- Opening Delimiter -

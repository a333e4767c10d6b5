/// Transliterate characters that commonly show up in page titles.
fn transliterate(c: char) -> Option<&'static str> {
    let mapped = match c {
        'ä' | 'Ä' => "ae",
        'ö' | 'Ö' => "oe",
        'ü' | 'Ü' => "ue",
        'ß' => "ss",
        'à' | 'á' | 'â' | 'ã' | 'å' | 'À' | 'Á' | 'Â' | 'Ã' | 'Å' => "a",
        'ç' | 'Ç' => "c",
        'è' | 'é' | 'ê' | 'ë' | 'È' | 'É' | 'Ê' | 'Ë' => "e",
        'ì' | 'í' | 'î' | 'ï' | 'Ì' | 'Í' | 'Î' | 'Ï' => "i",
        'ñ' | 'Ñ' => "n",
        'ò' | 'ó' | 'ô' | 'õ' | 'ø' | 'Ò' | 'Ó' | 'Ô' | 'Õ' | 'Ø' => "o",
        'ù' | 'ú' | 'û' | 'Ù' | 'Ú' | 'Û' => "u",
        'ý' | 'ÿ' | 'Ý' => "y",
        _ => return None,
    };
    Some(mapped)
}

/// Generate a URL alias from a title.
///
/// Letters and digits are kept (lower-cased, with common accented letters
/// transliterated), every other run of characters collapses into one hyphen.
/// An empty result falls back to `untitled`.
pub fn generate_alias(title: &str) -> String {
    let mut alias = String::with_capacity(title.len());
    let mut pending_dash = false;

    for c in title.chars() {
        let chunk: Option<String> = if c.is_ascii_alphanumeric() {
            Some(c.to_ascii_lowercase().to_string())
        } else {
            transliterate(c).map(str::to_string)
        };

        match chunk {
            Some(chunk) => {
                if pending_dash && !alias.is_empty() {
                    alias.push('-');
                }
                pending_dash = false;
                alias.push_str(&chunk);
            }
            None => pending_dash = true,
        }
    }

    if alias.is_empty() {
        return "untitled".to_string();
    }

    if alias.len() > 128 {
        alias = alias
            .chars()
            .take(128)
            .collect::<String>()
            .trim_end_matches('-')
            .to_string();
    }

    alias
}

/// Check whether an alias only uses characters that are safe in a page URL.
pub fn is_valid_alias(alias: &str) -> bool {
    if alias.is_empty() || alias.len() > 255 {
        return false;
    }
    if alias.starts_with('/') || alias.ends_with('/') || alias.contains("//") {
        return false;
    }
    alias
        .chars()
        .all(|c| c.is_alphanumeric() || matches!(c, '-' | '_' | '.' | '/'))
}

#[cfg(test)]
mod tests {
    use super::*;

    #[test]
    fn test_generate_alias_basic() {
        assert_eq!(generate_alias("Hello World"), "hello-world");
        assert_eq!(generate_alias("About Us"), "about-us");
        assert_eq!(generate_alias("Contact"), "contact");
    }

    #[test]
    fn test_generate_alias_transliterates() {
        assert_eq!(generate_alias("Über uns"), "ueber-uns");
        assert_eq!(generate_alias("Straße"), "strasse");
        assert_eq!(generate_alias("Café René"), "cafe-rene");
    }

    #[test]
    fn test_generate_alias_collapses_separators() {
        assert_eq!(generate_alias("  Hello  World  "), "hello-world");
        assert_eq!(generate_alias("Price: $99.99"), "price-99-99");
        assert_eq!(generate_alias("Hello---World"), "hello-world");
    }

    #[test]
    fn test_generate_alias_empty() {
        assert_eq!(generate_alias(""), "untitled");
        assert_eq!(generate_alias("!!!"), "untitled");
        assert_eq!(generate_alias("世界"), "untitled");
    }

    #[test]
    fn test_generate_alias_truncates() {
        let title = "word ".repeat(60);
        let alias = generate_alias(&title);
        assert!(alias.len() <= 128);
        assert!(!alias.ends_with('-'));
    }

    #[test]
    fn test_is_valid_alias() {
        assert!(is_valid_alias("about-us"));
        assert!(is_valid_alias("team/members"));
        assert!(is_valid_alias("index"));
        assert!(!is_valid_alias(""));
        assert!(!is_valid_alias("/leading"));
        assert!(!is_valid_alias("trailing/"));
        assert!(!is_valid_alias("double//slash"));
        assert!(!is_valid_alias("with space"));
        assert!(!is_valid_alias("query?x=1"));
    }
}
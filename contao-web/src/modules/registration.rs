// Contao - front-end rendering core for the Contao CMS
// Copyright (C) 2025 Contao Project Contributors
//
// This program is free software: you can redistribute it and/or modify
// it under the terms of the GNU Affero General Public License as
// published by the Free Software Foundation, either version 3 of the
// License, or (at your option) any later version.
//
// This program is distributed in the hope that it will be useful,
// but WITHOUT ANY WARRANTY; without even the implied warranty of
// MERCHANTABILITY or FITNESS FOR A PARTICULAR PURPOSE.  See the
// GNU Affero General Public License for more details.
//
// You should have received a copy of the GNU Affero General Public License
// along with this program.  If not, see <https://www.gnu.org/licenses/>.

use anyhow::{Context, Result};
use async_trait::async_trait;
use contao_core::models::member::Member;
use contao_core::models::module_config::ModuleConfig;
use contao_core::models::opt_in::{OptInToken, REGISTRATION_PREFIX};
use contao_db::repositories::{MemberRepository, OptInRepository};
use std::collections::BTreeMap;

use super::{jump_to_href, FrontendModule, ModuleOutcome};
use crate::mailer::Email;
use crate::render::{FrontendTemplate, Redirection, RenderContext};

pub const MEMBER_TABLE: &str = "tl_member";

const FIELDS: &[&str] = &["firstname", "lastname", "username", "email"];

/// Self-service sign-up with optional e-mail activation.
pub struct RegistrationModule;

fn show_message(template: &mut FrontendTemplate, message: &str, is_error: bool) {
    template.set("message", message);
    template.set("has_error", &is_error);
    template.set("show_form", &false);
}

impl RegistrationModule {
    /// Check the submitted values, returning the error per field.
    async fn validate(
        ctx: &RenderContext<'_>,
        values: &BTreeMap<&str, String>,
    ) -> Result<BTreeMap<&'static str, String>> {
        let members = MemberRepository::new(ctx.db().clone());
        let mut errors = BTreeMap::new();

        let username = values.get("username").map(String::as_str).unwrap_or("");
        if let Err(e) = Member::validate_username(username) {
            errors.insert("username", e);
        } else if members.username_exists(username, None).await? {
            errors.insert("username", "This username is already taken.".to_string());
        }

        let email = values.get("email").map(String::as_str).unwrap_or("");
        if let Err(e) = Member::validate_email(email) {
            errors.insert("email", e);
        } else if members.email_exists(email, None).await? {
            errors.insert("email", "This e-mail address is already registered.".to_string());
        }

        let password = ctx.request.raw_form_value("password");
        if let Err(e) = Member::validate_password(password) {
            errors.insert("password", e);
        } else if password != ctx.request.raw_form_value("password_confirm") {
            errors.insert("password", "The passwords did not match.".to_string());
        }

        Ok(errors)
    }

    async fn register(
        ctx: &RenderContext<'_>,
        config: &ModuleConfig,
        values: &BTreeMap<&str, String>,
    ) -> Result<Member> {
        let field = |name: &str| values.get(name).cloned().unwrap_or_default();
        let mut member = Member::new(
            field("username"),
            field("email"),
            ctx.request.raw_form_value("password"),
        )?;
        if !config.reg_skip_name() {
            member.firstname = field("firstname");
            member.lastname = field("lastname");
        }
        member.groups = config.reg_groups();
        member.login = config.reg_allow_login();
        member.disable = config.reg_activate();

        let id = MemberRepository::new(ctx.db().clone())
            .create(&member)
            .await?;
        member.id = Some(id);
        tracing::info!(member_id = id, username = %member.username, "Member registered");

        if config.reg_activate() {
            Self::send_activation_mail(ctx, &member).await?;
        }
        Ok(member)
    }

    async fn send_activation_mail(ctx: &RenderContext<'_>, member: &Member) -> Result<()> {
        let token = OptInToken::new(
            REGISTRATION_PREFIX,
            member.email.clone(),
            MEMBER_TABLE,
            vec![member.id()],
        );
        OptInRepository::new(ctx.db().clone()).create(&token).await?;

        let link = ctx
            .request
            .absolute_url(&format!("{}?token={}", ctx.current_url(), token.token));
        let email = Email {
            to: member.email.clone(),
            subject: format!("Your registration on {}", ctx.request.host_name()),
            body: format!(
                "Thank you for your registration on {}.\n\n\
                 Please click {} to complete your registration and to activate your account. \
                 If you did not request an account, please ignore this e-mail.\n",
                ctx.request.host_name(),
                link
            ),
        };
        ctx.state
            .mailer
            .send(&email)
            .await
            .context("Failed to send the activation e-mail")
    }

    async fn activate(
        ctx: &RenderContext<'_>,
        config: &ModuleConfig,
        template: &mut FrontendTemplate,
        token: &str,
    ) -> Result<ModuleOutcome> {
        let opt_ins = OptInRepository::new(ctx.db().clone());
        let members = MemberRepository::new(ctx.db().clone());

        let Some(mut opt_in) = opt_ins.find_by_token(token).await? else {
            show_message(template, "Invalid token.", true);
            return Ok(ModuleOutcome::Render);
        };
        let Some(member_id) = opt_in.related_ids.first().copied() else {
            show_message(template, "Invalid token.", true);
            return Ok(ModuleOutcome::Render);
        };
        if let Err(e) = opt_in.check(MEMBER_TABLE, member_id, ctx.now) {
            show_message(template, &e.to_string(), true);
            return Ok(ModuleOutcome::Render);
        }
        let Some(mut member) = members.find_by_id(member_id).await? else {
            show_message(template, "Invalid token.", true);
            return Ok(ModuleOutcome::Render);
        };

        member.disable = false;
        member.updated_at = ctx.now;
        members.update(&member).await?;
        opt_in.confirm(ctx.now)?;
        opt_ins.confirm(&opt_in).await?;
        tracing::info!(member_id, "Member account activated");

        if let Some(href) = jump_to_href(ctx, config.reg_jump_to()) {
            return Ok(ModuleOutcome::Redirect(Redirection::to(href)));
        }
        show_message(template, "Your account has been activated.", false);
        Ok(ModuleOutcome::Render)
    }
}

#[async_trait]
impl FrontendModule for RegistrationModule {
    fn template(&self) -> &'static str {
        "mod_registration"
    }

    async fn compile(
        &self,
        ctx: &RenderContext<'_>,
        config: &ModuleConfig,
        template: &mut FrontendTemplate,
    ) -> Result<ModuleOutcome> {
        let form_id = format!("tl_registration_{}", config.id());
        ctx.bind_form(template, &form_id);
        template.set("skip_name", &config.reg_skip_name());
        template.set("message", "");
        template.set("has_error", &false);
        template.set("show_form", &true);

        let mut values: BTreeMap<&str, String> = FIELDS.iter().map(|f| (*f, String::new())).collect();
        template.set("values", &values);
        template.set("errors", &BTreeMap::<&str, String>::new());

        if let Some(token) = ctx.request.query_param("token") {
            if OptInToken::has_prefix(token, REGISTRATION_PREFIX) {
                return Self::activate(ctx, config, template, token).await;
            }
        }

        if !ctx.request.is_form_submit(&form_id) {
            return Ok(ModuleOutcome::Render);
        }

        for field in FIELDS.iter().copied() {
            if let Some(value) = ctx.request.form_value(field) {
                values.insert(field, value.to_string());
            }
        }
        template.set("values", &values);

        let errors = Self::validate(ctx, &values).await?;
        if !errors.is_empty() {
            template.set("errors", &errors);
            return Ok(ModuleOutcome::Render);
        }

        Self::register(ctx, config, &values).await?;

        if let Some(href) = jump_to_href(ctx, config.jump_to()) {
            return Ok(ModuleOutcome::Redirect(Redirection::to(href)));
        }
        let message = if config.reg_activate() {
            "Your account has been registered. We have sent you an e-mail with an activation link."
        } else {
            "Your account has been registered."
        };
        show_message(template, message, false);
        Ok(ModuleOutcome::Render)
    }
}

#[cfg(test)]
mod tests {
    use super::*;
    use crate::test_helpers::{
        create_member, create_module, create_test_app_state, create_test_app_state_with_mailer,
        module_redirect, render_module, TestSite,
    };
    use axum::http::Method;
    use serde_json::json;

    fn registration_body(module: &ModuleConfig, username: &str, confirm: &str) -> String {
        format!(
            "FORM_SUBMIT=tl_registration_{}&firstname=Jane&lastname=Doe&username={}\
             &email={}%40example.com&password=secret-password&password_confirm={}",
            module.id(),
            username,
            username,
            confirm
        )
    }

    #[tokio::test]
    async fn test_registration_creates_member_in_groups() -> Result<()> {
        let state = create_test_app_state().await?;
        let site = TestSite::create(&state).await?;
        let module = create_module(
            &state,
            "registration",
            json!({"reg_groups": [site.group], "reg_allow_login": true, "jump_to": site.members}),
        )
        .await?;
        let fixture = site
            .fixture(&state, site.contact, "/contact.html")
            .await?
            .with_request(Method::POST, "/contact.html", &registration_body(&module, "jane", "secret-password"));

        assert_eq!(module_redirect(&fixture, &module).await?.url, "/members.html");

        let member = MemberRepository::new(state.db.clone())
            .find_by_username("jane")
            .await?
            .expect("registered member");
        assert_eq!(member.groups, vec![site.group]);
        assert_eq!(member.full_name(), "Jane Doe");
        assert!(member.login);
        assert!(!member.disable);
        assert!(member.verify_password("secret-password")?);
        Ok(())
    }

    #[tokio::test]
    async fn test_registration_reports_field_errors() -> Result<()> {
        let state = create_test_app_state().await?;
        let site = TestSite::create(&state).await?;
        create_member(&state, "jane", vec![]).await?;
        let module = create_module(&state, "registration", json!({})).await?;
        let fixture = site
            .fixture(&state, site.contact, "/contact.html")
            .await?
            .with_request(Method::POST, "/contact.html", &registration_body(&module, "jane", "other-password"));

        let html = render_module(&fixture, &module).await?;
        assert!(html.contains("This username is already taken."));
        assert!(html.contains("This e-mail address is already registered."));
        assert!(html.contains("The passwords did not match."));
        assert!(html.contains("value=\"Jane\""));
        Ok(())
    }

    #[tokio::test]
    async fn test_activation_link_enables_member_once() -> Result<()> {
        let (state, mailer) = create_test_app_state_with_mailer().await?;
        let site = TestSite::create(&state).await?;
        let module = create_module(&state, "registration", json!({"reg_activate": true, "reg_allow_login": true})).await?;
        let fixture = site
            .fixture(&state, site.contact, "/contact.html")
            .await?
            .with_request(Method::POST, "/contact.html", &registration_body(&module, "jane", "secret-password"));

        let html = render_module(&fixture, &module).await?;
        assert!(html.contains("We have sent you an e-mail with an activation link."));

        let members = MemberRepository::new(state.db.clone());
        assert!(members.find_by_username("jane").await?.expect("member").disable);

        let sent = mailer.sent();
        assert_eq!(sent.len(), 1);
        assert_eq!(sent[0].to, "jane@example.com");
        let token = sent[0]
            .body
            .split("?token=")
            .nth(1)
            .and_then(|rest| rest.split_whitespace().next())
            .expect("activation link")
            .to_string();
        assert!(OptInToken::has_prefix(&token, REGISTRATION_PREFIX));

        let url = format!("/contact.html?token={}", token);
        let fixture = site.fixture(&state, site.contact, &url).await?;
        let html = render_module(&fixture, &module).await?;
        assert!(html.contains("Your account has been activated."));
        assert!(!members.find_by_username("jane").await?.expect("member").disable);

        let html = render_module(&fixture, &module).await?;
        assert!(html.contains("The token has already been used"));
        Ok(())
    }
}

- Closing Delimiter -
- Opening Delimiter -

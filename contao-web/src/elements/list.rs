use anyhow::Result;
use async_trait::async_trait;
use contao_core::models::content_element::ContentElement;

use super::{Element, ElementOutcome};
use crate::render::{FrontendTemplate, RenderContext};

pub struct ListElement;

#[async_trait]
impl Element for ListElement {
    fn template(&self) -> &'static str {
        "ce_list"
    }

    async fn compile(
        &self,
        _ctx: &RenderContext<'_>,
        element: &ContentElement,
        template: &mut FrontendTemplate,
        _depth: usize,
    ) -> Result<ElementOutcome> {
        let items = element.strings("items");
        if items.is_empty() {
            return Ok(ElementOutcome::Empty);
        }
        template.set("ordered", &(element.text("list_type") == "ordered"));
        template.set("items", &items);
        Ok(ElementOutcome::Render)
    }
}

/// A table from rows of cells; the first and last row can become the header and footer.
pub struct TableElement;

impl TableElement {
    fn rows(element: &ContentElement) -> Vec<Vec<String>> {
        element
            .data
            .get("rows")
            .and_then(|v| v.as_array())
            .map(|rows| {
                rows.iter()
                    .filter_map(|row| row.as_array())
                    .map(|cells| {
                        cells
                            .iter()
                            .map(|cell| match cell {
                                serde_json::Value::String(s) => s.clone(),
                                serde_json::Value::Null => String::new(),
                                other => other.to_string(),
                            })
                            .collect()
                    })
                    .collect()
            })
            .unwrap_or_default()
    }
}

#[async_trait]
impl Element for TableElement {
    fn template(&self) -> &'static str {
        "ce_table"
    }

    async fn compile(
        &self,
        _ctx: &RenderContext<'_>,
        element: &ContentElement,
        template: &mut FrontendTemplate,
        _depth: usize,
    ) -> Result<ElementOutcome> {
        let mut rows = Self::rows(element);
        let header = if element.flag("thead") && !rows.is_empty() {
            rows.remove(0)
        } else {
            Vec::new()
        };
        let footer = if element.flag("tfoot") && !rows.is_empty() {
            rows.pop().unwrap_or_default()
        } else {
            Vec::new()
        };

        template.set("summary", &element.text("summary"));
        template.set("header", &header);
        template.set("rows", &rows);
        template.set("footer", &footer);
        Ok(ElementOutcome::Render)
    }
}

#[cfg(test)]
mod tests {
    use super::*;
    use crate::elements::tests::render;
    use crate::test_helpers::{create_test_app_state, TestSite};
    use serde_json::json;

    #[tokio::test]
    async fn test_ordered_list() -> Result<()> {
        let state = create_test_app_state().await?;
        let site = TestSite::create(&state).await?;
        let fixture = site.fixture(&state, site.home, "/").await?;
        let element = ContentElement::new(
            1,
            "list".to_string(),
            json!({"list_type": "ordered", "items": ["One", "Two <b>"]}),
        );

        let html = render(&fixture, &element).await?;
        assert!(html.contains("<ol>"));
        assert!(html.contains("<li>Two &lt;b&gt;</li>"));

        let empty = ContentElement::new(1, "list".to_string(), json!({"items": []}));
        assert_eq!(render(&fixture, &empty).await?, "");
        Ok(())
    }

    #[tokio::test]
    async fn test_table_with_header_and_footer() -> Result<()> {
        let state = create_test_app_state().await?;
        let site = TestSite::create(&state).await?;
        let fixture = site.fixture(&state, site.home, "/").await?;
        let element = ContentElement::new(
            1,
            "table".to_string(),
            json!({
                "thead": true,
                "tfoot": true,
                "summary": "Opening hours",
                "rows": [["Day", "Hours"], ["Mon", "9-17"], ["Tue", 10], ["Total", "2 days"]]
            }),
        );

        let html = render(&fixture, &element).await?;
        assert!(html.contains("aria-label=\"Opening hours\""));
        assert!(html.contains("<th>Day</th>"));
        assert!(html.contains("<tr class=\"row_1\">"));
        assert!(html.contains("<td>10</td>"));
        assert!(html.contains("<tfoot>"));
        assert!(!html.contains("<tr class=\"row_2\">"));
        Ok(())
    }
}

- Closing Delimiter -
- Opening Delimiter -

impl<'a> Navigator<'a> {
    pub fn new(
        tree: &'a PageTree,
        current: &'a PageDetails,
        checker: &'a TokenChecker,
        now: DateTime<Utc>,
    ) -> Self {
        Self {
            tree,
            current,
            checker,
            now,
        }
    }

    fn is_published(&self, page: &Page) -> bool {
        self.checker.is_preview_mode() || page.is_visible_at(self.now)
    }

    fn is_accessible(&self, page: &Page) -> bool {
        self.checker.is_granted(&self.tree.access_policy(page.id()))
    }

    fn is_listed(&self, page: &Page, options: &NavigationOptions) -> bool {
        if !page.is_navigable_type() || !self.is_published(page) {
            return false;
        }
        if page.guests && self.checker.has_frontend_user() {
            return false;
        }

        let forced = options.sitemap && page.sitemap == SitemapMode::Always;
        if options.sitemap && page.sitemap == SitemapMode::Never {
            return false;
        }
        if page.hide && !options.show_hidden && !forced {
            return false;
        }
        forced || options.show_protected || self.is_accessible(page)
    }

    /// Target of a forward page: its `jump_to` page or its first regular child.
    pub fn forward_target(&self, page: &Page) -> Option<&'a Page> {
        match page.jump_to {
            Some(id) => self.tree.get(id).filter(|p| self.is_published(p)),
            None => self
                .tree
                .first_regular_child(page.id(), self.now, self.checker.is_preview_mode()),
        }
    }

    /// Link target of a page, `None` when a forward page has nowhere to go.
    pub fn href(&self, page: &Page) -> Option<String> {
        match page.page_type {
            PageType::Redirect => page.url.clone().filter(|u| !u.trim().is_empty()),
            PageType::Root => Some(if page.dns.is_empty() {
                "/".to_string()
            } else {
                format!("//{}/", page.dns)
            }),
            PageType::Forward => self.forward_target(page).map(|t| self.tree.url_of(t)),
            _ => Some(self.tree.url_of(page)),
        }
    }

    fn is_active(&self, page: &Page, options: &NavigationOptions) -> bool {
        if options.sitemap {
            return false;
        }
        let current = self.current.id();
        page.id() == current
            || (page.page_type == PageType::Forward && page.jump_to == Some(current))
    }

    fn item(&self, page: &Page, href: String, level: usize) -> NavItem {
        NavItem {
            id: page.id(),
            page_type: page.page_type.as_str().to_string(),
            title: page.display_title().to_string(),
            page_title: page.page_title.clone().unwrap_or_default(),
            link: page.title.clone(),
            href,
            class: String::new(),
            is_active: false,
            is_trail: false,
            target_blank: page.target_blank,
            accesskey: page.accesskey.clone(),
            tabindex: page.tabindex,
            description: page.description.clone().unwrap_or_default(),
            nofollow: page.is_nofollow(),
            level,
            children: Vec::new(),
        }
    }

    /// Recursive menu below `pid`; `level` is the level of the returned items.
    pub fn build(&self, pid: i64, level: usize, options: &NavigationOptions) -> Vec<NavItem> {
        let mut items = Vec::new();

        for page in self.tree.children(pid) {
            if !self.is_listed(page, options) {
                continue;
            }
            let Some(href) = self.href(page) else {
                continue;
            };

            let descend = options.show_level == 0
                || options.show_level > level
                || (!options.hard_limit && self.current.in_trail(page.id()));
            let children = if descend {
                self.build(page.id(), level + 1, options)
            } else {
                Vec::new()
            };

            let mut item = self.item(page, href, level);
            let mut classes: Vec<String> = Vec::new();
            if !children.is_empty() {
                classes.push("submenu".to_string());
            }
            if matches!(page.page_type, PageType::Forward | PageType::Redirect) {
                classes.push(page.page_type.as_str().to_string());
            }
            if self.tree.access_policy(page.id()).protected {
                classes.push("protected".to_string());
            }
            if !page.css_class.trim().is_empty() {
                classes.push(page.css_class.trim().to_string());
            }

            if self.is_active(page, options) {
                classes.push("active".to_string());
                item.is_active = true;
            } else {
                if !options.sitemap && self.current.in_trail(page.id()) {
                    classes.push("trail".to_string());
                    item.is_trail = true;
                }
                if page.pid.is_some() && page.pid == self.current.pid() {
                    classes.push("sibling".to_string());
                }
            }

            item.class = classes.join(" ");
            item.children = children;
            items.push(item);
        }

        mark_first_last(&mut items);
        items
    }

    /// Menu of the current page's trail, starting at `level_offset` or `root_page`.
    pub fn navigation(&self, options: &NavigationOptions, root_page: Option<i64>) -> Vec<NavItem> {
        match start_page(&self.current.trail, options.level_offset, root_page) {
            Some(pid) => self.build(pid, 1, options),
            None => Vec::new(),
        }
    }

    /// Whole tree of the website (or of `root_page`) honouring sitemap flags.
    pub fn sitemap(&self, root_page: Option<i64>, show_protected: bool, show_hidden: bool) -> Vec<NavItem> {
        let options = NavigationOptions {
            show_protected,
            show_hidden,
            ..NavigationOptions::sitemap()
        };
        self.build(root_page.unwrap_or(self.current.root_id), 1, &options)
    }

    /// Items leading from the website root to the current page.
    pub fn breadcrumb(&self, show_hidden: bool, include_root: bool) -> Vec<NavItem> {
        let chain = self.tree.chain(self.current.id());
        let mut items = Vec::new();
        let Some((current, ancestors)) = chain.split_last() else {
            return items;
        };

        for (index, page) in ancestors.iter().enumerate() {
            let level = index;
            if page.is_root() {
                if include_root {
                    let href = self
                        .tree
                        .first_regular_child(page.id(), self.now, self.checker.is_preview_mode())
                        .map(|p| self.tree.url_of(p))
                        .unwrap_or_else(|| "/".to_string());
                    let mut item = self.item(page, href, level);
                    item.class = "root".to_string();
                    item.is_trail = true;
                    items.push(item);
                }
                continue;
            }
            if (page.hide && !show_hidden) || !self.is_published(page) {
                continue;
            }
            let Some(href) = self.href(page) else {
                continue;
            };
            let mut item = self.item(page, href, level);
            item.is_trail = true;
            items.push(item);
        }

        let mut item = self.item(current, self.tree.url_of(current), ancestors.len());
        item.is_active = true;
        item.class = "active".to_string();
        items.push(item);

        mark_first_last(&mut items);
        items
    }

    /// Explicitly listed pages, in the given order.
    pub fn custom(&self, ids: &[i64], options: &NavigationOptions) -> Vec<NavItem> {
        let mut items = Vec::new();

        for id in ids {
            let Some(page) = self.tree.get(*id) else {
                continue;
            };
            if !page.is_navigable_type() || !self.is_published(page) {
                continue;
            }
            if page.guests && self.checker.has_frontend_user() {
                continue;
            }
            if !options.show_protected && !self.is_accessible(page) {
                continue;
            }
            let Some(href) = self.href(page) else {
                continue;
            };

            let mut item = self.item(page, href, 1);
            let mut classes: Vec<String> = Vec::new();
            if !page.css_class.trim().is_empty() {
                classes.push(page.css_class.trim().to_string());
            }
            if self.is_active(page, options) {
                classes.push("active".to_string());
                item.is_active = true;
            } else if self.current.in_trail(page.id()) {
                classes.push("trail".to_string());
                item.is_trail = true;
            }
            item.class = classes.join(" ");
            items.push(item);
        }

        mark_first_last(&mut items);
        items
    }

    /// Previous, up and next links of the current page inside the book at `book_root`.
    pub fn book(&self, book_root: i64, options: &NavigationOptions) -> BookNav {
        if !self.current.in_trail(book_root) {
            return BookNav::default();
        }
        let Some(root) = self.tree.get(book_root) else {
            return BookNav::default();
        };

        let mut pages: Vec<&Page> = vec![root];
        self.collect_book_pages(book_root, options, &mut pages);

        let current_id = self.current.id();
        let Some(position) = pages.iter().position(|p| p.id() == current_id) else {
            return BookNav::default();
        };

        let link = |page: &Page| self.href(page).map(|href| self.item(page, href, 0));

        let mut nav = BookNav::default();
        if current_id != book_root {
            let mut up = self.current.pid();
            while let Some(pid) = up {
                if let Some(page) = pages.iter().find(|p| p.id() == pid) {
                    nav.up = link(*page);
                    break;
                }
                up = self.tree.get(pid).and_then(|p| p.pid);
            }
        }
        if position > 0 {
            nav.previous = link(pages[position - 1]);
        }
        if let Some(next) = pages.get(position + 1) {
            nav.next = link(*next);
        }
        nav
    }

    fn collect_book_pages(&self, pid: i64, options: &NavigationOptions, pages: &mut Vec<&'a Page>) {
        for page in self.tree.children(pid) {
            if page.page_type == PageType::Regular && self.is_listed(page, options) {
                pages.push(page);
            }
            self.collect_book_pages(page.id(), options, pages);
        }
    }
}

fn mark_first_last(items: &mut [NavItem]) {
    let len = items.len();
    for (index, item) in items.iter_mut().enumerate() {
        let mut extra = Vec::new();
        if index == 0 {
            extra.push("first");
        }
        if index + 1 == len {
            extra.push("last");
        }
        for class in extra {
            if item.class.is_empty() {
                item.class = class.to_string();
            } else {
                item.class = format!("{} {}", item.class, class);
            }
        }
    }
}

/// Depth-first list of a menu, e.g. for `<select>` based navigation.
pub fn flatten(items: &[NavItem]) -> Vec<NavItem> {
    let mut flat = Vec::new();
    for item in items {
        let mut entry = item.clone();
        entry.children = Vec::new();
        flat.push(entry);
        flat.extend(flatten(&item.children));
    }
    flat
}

- Closing Delimiter -

> _Task brief_
Write out every line in the data that holds the string "MemberRepository".

> _Task response_
use contao_db::repositories::{MemberRepository, OptInRepository};
        let members = MemberRepository::new(ctx.db().clone());
        let id = MemberRepository::new(ctx.db().clone())
        let members = MemberRepository::new(ctx.db().clone());
        let member = MemberRepository::new(state.db.clone())
        let members = MemberRepository::new(state.db.clone());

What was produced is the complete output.